Le vignoble de la côte est celui qui paye le plus lourd tribut à la sécheresse. De quoi obliger les entreprises à innover, dans tous les sens.

Joël Castany, ancien président de la cave de Leucate, a récemment mis les pieds dans le plat en évoquant la cessation de paiement. Qu’en-est-il exactement ?
Il faut dire les choses, même si la procédure de cessation de paiement ne s’applique pas vraiment en tant que tel aux coopératives. Mais je veux surtout préciser que cela ne concerne pas que la cave de Leucate, mais bien tout le secteur viticole du littoral et plus largement la viticulture de la région. Joël aurait pu parler plus largement pour la viticulture régionale. D’ailleurs, je note que, jusqu’ici, nous n’avons pas reçu beaucoup de soutiens de nos partenaires habituels… Vous savez, aujourd’hui, j’ai l’impression de porter le deuil de la ruralité. Quand je traverse le vignoble avec les diverses commissions d’experts, j’ai l’impression d’aller à une sépulture, quand je suis les bennes avec le raisin, ce sont des corbillards que je vois. Nous vivons un drame qui va voir notre terroir être la proie des friches, des sangliers et des incendies…

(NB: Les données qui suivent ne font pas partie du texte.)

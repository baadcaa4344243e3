use std::fmt;
use std::path::Path;
use std::sync::Arc;

use anyhow::Context;
use clap::ValueEnum;

use psyllm_synth::stages::{self, StageContext};
use psyllm_synth::{OpenAiClient, SynthSettings};

/// Pipeline stage, in run order.
#[derive(Debug, Clone, Copy, PartialEq, Eq, ValueEnum)]
pub enum Stage {
    /// Posts to round plans.
    Plan,
    /// Round plans to dialogues.
    Dialogue,
    /// Dialogues to reasoning-annotated dialogues.
    Counsel,
    /// Annotated dialogues to keep/drop verdicts.
    Review,
}

impl fmt::Display for Stage {
    fn fmt(&self, f: &mut fmt::Formatter<'_>) -> fmt::Result {
        let name = match self {
            Stage::Plan => "plan",
            Stage::Dialogue => "dialogue",
            Stage::Counsel => "counsel",
            Stage::Review => "review",
        };
        f.write_str(name)
    }
}

pub async fn run(stage: Stage, input: &Path, output: &Path, settings: SynthSettings) -> anyhow::Result<()> {
    let client = OpenAiClient::from_settings(&settings).context("Failed to create chat client")?;
    let ctx = StageContext::new(Arc::new(client), settings);

    let stats = match stage {
        Stage::Plan => stages::plan::run(&ctx, input, output).await,
        Stage::Dialogue => stages::dialogue::run(&ctx, input, output).await,
        Stage::Counsel => stages::counsel::run(&ctx, input, output).await,
        Stage::Review => stages::review::run(&ctx, input, output).await,
    }
    .with_context(|| format!("{stage} stage failed"))?;

    println!(
        "{stage}: {} succeeded, {} failed -> {}",
        stats.succeeded,
        stats.failed,
        output.display()
    );
    Ok(())
}

#[cfg(test)]
mod tests {
    use super::*;

    #[tokio::test]
    async fn missing_api_keys_fail_before_any_io() {
        let dir = tempfile::tempdir().unwrap();
        let err = run(
            Stage::Plan,
            &dir.path().join("posts.json"),
            &dir.path().join("plans.jsonl"),
            SynthSettings::default(),
        )
        .await
        .unwrap_err();
        assert!(format!("{err:#}").contains("No API keys"));
    }

    #[test]
    fn stage_names() {
        assert_eq!(Stage::Counsel.to_string(), "counsel");
        assert_eq!(Stage::from_str("review", true).unwrap(), Stage::Review);
    }
}
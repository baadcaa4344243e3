use thiserror::Error;

#[derive(Debug, Error)]
pub enum CoreError {
    #[error("Candle error: {0}")]
    Candle(#[from] candle_core::Error),

    #[error("Tokenizer error: {0}")]
    Tokenizer(String),

    #[error("IO error: {0}")]
    Io(#[from] std::io::Error),

    #[error("JSON error: {0}")]
    Json(#[from] serde_json::Error),

    #[error("Configuration error: {field}: {reason}")]
    Config { field: String, reason: String },

    #[error("Prompt too long: {got} tokens, max {max}")]
    PromptTooLong { got: usize, max: usize },
}

pub type CoreResult<T> = Result<T, CoreError>;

La situation est-elle catastrophique ?
Quand il manque la moitié de la récolte, c’est le cas cette année, il faut trouver des solutions pour pouvoir honorer le paiement de nos investissements. D’ailleurs, nous avons mis en sommeil la dernière tranche du hameau agricole du chai Laprade centrée autour de l’œnotourisme, ce n’est clairement pas le moment. Nous devons finir d’assumer la fin de nos amortissements d’ici à 2026.
Après expertises d’ingénierie, nous avons des cuves, du froid, du chaud, des pompes, de la filtration, de la centrifugation… Des matériels qui ne servent que deux mois par an. Pourquoi pas, à ce moment là, diversifier notre outil ? De l’huile d’olive ? de la bière ? Des jus de fruits ? Des raisins de Corinthe ? Que sais-je encore ? Il faut étudier toutes les solutions possibles pour faire tourner cet outil et faire vivre le territoire.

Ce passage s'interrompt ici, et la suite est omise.